Problem statement:
For the word "text", search the records and show each line in which it occurs.
- - -
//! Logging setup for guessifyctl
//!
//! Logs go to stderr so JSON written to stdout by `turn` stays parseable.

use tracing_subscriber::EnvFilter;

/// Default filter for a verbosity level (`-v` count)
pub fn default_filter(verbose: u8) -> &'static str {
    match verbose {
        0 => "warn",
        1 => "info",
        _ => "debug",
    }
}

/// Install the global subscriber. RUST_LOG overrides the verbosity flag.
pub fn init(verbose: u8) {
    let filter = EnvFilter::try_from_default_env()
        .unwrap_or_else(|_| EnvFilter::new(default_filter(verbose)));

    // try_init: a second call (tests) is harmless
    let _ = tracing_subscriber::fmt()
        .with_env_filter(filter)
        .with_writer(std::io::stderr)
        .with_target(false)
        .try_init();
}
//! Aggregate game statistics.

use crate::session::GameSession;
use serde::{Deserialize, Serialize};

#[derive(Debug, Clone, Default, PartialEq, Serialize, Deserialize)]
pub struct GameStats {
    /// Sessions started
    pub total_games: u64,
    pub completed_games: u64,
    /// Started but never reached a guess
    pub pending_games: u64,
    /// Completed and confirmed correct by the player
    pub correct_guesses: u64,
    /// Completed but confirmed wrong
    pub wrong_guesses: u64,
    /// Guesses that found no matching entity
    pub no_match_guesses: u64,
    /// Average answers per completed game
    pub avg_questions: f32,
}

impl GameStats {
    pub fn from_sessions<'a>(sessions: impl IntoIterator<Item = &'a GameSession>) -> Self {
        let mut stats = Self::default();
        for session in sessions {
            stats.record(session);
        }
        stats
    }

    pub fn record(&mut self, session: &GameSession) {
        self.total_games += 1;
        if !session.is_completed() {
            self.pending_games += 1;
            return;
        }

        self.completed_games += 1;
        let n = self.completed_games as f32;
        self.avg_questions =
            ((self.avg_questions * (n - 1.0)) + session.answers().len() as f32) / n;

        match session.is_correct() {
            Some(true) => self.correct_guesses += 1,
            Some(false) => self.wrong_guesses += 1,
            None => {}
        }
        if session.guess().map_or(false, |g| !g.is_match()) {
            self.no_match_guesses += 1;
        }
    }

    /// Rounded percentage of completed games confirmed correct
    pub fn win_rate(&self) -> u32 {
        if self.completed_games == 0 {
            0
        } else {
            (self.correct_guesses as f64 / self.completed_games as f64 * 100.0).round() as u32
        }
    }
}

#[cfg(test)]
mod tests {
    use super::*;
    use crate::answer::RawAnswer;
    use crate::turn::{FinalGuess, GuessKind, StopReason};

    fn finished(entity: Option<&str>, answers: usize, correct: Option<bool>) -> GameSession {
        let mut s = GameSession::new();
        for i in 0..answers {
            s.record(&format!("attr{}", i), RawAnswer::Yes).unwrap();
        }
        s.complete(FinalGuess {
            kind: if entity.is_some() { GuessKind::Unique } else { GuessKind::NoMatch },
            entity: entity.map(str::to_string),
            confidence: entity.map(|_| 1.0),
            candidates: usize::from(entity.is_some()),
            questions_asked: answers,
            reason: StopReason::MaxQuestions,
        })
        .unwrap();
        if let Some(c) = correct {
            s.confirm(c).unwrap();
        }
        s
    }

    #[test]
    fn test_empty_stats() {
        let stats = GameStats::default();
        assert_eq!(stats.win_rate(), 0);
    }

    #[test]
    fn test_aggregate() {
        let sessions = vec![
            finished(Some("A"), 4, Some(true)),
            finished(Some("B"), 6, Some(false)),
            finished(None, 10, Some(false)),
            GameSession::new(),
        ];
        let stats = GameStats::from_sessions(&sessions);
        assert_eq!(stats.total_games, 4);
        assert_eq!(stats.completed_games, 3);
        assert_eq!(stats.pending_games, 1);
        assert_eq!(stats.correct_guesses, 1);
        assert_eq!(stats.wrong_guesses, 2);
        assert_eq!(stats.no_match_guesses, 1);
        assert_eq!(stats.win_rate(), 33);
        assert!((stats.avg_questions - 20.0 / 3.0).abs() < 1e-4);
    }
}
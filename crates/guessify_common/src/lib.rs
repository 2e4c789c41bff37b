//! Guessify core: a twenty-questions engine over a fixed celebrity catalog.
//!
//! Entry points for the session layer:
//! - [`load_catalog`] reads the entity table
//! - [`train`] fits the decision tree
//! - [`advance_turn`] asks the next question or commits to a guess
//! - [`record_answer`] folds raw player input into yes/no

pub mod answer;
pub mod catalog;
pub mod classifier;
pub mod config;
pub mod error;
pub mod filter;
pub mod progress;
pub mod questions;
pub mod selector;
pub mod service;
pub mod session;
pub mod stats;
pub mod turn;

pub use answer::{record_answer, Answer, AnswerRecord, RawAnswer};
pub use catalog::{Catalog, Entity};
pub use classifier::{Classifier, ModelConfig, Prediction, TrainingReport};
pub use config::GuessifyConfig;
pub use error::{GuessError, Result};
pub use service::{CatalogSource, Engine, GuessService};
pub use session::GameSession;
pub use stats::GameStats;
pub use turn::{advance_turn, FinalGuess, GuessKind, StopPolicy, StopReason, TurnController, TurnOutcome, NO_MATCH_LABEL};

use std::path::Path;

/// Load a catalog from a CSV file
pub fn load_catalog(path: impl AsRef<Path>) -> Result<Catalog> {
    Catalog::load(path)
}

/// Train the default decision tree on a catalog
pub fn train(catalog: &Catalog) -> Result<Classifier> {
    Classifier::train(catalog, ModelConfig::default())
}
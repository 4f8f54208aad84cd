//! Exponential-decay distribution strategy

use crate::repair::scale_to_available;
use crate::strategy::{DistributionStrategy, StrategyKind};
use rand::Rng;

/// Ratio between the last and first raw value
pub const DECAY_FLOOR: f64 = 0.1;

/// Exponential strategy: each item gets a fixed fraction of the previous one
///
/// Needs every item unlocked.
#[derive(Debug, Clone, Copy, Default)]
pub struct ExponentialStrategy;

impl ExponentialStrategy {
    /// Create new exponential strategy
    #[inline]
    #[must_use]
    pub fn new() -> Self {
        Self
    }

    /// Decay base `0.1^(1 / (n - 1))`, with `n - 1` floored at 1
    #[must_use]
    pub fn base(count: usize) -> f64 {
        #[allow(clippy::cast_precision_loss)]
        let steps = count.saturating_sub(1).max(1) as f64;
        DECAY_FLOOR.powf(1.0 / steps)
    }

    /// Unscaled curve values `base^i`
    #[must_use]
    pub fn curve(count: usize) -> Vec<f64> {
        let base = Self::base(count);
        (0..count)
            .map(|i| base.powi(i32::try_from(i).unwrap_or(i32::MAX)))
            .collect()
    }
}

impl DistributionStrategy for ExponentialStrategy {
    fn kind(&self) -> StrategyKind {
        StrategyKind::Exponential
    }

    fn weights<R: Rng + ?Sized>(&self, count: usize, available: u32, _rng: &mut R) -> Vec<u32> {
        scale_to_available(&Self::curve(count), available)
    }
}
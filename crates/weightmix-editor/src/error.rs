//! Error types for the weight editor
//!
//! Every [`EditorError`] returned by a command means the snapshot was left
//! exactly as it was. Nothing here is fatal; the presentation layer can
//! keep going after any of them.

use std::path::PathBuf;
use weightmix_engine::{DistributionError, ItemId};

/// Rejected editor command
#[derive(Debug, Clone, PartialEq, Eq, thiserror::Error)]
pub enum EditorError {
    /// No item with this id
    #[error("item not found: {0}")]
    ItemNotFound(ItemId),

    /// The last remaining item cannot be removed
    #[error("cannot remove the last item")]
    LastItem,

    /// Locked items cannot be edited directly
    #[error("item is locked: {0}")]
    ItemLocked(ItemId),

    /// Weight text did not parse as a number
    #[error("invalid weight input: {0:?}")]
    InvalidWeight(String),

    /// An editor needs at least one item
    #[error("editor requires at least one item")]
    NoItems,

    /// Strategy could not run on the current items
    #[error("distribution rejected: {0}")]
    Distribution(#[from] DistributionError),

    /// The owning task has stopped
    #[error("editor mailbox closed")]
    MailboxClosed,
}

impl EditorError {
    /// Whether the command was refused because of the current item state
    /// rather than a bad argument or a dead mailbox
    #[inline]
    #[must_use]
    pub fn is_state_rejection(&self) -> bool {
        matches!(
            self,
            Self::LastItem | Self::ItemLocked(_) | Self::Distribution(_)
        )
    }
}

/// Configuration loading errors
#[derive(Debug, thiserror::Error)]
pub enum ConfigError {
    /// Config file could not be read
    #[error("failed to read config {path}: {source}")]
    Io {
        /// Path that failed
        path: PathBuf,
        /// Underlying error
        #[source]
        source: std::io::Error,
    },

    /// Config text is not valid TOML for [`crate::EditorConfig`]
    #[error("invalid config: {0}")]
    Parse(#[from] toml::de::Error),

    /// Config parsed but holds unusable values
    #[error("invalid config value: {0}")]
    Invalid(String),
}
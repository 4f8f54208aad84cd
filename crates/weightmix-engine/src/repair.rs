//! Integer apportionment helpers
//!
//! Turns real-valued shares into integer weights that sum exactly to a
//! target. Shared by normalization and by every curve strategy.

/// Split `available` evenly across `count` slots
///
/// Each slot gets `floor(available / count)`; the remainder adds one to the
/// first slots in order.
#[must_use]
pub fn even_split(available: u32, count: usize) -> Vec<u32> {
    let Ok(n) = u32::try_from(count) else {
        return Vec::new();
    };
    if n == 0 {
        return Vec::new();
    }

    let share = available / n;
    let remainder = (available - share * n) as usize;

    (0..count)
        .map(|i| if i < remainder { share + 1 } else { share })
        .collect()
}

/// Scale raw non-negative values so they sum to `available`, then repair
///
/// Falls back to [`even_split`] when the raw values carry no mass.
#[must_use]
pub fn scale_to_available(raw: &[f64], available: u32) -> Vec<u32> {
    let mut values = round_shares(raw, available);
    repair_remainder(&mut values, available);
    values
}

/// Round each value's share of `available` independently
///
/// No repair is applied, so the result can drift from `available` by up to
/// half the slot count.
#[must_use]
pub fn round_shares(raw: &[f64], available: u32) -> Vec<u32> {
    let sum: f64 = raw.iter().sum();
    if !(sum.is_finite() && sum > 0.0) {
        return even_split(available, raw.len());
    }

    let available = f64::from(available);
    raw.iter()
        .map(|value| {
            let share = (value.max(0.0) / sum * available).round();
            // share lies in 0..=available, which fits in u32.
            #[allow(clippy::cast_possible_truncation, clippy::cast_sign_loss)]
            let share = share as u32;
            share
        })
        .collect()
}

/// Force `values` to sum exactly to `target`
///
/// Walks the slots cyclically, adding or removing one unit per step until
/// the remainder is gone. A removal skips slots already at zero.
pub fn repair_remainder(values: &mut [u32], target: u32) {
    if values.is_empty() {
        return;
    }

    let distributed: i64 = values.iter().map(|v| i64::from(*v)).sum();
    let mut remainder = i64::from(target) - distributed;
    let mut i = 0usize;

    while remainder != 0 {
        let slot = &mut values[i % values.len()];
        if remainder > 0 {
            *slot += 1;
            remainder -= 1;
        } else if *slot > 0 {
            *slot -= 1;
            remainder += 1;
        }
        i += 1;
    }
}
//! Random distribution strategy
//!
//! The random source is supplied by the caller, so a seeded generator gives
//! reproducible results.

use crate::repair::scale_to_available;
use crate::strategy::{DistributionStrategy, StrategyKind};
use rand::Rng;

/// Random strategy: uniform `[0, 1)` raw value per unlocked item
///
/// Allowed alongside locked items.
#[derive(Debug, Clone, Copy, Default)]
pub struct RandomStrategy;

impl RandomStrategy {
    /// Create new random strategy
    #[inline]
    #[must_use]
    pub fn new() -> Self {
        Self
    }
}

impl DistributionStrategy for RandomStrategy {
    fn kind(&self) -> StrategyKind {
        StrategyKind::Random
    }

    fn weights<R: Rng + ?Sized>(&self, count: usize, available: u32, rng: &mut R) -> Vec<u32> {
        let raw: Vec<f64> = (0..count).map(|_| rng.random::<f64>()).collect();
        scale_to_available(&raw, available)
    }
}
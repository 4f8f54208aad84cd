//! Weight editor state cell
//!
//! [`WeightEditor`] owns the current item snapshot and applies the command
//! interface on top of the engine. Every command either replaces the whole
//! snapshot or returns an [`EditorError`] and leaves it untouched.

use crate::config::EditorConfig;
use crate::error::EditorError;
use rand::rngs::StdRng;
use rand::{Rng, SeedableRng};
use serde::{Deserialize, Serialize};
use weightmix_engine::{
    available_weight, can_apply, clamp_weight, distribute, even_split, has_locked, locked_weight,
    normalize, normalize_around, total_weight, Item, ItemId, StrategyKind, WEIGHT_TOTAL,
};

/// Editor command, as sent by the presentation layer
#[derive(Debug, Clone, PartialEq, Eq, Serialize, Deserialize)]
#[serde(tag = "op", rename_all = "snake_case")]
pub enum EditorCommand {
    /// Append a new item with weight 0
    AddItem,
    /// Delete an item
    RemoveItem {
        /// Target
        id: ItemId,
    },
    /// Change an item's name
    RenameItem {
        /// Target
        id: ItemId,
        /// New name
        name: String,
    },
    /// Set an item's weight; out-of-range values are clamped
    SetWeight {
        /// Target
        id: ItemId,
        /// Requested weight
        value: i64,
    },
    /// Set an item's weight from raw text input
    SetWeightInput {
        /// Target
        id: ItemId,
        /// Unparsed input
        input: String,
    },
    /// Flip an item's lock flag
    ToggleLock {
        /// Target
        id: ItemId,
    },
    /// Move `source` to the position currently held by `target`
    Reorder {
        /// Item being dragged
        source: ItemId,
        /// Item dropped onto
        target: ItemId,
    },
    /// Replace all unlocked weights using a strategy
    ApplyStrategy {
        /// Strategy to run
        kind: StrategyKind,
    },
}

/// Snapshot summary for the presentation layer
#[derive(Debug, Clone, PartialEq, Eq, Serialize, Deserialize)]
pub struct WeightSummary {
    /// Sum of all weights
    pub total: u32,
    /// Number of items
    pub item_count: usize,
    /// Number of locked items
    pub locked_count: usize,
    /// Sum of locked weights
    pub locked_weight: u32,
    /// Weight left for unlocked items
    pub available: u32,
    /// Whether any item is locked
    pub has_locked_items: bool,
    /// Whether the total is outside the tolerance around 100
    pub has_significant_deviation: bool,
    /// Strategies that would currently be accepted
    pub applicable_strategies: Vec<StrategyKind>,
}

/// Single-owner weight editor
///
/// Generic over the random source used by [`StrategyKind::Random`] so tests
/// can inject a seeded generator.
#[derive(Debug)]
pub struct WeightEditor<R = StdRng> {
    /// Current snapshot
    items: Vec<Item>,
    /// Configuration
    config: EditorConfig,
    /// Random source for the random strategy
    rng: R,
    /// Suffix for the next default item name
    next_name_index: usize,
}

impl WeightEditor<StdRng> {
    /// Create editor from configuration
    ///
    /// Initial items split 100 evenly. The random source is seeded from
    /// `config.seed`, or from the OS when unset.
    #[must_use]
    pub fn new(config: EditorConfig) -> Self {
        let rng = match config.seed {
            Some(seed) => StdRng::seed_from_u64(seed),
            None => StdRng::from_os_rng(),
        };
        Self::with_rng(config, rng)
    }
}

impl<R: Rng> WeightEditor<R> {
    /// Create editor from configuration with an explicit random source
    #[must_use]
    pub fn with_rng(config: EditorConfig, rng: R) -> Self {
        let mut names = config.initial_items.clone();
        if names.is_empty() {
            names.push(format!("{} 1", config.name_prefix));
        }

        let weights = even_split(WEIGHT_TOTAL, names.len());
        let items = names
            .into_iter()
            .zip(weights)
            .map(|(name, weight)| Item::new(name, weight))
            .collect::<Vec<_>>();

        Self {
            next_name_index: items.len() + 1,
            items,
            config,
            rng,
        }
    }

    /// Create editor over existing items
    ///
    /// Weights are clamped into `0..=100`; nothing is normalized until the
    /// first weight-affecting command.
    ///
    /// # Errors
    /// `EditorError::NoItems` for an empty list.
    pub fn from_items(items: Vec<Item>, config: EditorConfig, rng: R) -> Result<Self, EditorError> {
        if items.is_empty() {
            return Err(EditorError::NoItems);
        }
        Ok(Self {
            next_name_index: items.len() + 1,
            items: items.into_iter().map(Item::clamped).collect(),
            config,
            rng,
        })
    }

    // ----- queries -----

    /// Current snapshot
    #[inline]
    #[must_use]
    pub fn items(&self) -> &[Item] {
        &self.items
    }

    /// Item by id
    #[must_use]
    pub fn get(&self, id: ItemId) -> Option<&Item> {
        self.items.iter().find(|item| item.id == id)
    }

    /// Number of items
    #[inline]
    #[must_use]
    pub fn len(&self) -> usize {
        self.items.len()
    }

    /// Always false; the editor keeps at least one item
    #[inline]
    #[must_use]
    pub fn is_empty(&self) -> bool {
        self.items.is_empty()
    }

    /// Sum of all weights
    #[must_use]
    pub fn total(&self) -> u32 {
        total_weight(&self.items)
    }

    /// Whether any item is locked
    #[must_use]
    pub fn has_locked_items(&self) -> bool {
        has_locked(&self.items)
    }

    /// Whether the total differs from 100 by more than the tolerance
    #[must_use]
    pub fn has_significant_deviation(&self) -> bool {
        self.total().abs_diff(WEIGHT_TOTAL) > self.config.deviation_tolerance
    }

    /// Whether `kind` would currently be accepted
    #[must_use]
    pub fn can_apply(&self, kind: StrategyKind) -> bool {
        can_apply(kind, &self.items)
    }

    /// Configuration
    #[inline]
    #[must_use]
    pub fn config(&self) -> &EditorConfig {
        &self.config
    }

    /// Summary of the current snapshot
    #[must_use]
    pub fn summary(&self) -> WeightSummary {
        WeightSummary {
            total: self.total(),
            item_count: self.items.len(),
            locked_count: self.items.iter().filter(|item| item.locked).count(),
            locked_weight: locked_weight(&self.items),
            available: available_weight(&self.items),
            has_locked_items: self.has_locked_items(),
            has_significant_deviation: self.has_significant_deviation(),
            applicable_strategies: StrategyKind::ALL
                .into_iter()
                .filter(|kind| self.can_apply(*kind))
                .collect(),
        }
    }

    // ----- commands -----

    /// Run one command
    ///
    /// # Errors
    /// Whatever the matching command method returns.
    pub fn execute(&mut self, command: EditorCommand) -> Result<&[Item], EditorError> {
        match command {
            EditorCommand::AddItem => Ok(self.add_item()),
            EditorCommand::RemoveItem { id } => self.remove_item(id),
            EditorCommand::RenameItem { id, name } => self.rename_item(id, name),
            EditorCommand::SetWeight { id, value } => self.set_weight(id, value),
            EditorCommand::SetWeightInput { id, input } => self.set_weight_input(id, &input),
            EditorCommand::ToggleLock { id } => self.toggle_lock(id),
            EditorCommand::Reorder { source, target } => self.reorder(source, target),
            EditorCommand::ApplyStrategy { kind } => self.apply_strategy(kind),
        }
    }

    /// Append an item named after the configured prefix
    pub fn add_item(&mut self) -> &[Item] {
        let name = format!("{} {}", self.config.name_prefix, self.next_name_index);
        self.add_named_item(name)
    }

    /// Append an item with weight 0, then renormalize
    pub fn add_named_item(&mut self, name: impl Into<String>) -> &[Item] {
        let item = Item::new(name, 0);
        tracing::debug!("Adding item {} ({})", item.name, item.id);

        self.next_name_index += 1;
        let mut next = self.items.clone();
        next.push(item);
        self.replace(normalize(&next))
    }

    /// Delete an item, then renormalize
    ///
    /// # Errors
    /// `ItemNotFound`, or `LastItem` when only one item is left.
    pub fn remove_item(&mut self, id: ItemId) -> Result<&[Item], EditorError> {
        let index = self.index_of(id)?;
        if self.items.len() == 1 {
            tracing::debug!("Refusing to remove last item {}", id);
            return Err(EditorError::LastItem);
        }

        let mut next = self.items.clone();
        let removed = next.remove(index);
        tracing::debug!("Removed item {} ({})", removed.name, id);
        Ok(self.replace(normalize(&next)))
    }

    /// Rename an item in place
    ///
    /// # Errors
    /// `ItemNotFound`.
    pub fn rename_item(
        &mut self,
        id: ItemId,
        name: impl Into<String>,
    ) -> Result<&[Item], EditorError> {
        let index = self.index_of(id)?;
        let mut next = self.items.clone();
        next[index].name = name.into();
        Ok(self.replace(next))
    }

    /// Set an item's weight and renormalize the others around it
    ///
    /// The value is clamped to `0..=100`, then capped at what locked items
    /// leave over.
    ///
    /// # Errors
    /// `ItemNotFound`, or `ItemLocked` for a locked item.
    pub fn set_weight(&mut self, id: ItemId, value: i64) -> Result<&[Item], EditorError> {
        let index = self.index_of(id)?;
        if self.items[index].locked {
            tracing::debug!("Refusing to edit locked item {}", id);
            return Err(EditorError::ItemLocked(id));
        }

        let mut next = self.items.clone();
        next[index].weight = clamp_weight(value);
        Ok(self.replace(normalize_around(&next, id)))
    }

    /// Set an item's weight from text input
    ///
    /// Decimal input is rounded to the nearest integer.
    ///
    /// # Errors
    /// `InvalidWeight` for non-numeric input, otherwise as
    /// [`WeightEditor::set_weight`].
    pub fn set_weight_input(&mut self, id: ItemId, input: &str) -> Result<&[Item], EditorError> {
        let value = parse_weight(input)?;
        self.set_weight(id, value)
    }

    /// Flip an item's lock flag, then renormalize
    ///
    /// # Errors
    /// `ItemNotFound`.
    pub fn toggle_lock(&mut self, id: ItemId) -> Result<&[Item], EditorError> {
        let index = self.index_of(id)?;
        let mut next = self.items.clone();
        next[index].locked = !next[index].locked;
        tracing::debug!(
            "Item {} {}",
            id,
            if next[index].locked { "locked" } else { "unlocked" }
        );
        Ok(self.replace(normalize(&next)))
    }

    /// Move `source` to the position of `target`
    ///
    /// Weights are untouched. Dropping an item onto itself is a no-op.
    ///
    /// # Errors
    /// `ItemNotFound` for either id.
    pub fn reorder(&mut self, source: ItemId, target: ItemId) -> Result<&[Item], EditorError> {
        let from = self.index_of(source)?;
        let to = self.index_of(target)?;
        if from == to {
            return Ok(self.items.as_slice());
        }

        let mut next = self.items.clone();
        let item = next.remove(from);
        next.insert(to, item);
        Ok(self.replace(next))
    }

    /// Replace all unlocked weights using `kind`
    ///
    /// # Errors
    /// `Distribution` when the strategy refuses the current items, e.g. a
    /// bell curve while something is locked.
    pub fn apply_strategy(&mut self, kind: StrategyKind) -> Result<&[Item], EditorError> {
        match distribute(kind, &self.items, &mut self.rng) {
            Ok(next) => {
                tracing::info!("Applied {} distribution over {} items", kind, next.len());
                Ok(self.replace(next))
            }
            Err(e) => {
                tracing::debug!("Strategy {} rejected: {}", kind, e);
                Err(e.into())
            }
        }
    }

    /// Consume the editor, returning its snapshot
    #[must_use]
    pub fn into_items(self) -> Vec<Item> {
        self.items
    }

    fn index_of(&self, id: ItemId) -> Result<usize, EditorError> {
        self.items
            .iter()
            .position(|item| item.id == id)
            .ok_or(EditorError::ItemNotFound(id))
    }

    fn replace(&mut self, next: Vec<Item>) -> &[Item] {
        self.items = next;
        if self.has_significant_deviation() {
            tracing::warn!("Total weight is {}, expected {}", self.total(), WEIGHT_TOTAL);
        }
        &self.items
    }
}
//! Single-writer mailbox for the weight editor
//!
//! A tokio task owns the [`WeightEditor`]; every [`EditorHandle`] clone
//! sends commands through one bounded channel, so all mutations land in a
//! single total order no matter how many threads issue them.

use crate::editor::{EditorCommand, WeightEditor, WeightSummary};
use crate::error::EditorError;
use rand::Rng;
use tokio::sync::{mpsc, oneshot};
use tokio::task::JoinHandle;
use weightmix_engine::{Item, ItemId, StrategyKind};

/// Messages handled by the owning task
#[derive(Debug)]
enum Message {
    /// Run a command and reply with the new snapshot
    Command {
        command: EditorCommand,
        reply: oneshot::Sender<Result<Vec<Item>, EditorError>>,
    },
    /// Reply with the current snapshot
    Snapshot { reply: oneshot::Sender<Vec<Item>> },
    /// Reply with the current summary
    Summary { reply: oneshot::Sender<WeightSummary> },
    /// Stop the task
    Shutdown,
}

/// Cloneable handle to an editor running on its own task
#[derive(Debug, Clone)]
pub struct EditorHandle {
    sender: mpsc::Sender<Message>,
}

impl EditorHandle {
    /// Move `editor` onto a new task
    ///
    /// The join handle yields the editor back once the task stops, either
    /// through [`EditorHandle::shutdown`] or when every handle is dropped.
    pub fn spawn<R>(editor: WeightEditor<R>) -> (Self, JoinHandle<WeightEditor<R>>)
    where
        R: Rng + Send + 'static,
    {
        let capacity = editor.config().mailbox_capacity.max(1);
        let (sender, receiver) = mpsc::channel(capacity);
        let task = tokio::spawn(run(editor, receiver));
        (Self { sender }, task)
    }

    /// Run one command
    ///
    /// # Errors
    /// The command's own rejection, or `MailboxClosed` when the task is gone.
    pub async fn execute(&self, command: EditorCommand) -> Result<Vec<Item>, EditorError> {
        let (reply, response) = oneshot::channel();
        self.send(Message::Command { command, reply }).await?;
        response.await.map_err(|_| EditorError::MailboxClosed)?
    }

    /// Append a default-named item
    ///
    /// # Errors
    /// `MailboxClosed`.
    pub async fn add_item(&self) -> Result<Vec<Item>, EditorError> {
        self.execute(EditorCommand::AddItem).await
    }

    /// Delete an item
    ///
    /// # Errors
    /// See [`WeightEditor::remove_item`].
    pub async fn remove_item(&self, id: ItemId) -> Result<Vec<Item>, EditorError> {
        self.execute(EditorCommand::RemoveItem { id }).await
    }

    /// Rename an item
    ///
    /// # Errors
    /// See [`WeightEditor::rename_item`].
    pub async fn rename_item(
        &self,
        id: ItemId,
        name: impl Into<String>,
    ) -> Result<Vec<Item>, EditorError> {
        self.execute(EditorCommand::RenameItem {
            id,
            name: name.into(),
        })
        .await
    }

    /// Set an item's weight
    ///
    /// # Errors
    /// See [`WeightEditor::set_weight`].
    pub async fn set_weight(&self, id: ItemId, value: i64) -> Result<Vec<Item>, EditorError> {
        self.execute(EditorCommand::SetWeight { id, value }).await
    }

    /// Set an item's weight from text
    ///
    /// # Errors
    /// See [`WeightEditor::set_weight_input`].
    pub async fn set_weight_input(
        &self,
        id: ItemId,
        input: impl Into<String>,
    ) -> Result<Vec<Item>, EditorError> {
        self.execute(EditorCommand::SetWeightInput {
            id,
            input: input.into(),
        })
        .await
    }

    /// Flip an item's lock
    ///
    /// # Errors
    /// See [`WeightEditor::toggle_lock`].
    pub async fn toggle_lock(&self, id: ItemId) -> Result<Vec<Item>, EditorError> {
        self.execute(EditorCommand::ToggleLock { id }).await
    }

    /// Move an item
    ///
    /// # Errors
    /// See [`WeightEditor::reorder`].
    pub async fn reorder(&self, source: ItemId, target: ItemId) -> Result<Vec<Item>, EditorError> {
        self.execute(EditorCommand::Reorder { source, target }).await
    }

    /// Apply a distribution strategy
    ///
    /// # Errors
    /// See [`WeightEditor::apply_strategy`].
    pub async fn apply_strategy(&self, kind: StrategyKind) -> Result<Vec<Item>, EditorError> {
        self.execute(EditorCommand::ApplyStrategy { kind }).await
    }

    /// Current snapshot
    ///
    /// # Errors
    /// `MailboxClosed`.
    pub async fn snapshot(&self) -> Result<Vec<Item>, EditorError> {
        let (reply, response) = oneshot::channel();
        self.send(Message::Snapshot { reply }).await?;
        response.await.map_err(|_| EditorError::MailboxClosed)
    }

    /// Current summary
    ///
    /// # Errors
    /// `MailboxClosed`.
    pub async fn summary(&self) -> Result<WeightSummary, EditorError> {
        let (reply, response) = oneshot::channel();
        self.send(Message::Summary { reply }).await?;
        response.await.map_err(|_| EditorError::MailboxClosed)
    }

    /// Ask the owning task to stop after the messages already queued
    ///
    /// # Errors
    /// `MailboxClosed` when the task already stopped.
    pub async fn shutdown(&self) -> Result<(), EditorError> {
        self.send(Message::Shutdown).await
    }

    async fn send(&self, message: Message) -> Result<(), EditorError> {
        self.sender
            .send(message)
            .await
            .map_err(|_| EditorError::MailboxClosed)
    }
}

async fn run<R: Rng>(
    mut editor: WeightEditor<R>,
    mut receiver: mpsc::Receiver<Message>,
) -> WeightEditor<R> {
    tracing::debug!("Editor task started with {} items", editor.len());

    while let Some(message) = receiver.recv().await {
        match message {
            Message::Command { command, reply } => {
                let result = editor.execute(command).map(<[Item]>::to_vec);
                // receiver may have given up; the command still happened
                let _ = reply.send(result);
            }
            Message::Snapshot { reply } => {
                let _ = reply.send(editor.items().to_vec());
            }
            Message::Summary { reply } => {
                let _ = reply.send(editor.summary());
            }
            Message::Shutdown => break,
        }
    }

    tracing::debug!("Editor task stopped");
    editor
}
- - -
Your response:
    /// Weight text did not parse as a number
    /// Config text is not valid TOML for [`crate::EditorConfig`]
    /// Set an item's weight from raw text input
    /// Set an item's weight from text input
    /// Set an item's weight from text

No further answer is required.